### DATA SUPPLIED ###
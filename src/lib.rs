//! wxweb-session: session engine for the WeChat web protocol.
//!
//! Drives the QR code login handshake, keeps one authenticated session
//! alive (optionally resuming it from a hot-resume snapshot), long-polls for
//! new events and classifies the raw payloads into typed messages.
//!
//! The network is not touched directly: callers supply a
//! [`transport::Transport`] implementation.
//!
//! ## Modules
//!
//! - `types` - Contacts, sync cursor, messages and events
//! - `state` - Session state: credentials, cookies, login ticket
//! - `transport` - The network port the engine depends on
//! - `store` - Hot-resume snapshot persistence
//! - `protocol` - The engine: login, resume, sync loop, classifier
//! - `config` - Configuration management

pub mod config;
pub mod protocol;
pub mod state;
pub mod store;
pub mod transport;
pub mod types;

pub use config::EngineConfig;
pub use protocol::{
    classify, default_error_policy, Engine, EngineError, LoginReport, LoginState,
    PolicyDecision, ResumeOutcome, SentMessage,
};
pub use state::{Credentials, LoginTicket, Session};
pub use store::{
    HotResumeSnapshot, JsonFileSnapshotStore, MemorySnapshotStore, SnapshotStore, StoreError,
};
pub use transport::{Transport, TransportError};
pub use types::{Contact, ContactIndex, Event, Message, MessageCategory, RawEvent};
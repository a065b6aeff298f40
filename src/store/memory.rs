//! In-memory snapshot store for development and testing.

use std::sync::RwLock;

use crate::store::{SnapshotStore, StoreError, StoreResult};

/// Keeps the snapshot blob in process memory.
#[derive(Debug, Default)]
pub struct MemorySnapshotStore {
    blob: RwLock<Option<Vec<u8>>>,
}

impl MemorySnapshotStore {
    /// Create an empty in-memory store.
    pub fn new() -> Self {
        Self::default()
    }

    /// Create a store that already holds `bytes`.
    pub fn with_snapshot(bytes: impl Into<Vec<u8>>) -> Self {
        Self {
            blob: RwLock::new(Some(bytes.into())),
        }
    }
}

impl SnapshotStore for MemorySnapshotStore {
    fn read_snapshot(&self) -> StoreResult<Vec<u8>> {
        let blob = self.blob.read()
            .map_err(|_| StoreError::BackendError("lock poisoned".to_string()))?;
        blob.clone().ok_or(StoreError::NotFound)
    }

    fn write_snapshot(&self, bytes: &[u8]) -> StoreResult<()> {
        let mut blob = self.blob.write()
            .map_err(|_| StoreError::BackendError("lock poisoned".to_string()))?;
        *blob = Some(bytes.to_vec());
        Ok(())
    }

    fn clear_snapshot(&self) -> StoreResult<()> {
        let mut blob = self.blob.write()
            .map_err(|_| StoreError::BackendError("lock poisoned".to_string()))?;
        *blob = None;
        Ok(())
    }
}
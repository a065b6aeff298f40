//! Hot-resume snapshot format.

use chrono::{DateTime, Utc};
use serde::{Deserialize, Serialize};

use crate::state::{Credentials, LoginTicket, Session, TransportState};
use crate::store::{StoreError, StoreResult};
use crate::types::SyncCursor;

/// Current snapshot format version.
pub const SNAPSHOT_VERSION: u32 = 1;

/// What a previously authenticated session needs to be resumed without a
/// fresh QR scan.
#[derive(Debug, Clone, PartialEq, Eq, Serialize, Deserialize)]
pub struct HotResumeSnapshot {
    pub version: u32,
    pub credentials: Credentials,
    pub transport: TransportState,
    pub cursor: SyncCursor,
    #[serde(default)]
    pub ticket: Option<LoginTicket>,
    pub written_at: DateTime<Utc>,
}

impl HotResumeSnapshot {
    /// Capture the resumable parts of `session`. `None` when it holds no
    /// credentials.
    pub fn capture(session: &Session) -> Option<Self> {
        Some(Self {
            version: SNAPSHOT_VERSION,
            credentials: session.credentials.clone()?,
            transport: session.transport.clone(),
            cursor: session.cursor.clone(),
            ticket: session.ticket.clone(),
            written_at: Utc::now(),
        })
    }

    pub fn to_bytes(&self) -> StoreResult<Vec<u8>> {
        serde_json::to_vec_pretty(self).map_err(|e| StoreError::SerializationError(e.to_string()))
    }

    /// Decode a stored blob, rejecting unknown format versions.
    pub fn from_bytes(bytes: &[u8]) -> StoreResult<Self> {
        let snapshot: Self =
            serde_json::from_slice(bytes).map_err(|e| StoreError::Malformed(e.to_string()))?;
        if snapshot.version != SNAPSHOT_VERSION {
            return Err(StoreError::Malformed(format!(
                "unsupported snapshot version {}",
                snapshot.version
            )));
        }
        Ok(snapshot)
    }

    /// Install credentials, cookies and cursor into `session`.
    ///
    /// Identity and contacts are left empty; they come from the init
    /// exchange that validates the snapshot.
    pub fn install(self, session: &mut Session) {
        session.clear();
        session.credentials = Some(self.credentials);
        session.transport = self.transport;
        session.cursor = self.cursor;
        session.ticket = self.ticket;
    }
}

#[cfg(test)]
mod tests {
    use super::*;
    use crate::state::Cookie;
    use crate::types::{Contact, SyncKeyEntry};

    fn session() -> Session {
        let mut session = Session::new();
        session.credentials = Some(Credentials::new(7, "sid", "skey", "pt"));
        session.transport.domain = Some("wx2.qq.com".into());
        session
            .transport
            .cookies
            .set("https://wx2.qq.com", Cookie::new("wxuin", "7"));
        session.cursor = SyncCursor::new(vec![SyncKeyEntry { key: 1, val: 42 }]);
        session.self_user = Some(Contact::new("@me", "Me"));
        session
    }

    #[test]
    fn test_capture_and_install() {
        let original = session();
        let snapshot = HotResumeSnapshot::capture(&original).unwrap();
        let bytes = snapshot.to_bytes().unwrap();
        let decoded = HotResumeSnapshot::from_bytes(&bytes).unwrap();
        assert_eq!(decoded, snapshot);

        let mut restored = Session::new();
        decoded.install(&mut restored);
        assert_eq!(restored.credentials, original.credentials);
        assert_eq!(restored.transport, original.transport);
        assert_eq!(restored.cursor, original.cursor);
        assert!(!restored.is_authenticated());
    }

    #[test]
    fn test_capture_requires_credentials() {
        assert!(HotResumeSnapshot::capture(&Session::new()).is_none());
    }

    #[test]
    fn test_rejects_malformed_and_future_versions() {
        assert!(matches!(
            HotResumeSnapshot::from_bytes(b"not json"),
            Err(StoreError::Malformed(_))
        ));

        let mut value = serde_json::to_value(HotResumeSnapshot::capture(&session()).unwrap()).unwrap();
        value["version"] = 2.into();
        let bytes = serde_json::to_vec(&value).unwrap();
        assert!(matches!(
            HotResumeSnapshot::from_bytes(&bytes),
            Err(StoreError::Malformed(_))
        ));
    }
}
###
Among the records above, extract exactly the lines from the line with "let mut session = Session::new();" to the line with "assert_eq!(restored.credentials, original.credentials);", both lines included, and leave out the rest.

        let mut session = Session::new();
        session.credentials = Some(Credentials::new(7, "sid", "skey", "pt"));
        session.transport.domain = Some("wx2.qq.com".into());
        session
            .transport
            .cookies
            .set("https://wx2.qq.com", Cookie::new("wxuin", "7"));
        session.cursor = SyncCursor::new(vec![SyncKeyEntry { key: 1, val: 42 }]);
        session.self_user = Some(Contact::new("@me", "Me"));
        session
    }

    #[test]
    fn test_capture_and_install() {
        let original = session();
        let snapshot = HotResumeSnapshot::capture(&original).unwrap();
        let bytes = snapshot.to_bytes().unwrap();
        let decoded = HotResumeSnapshot::from_bytes(&bytes).unwrap();
        assert_eq!(decoded, snapshot);

        let mut restored = Session::new();
        decoded.install(&mut restored);
        assert_eq!(restored.credentials, original.credentials);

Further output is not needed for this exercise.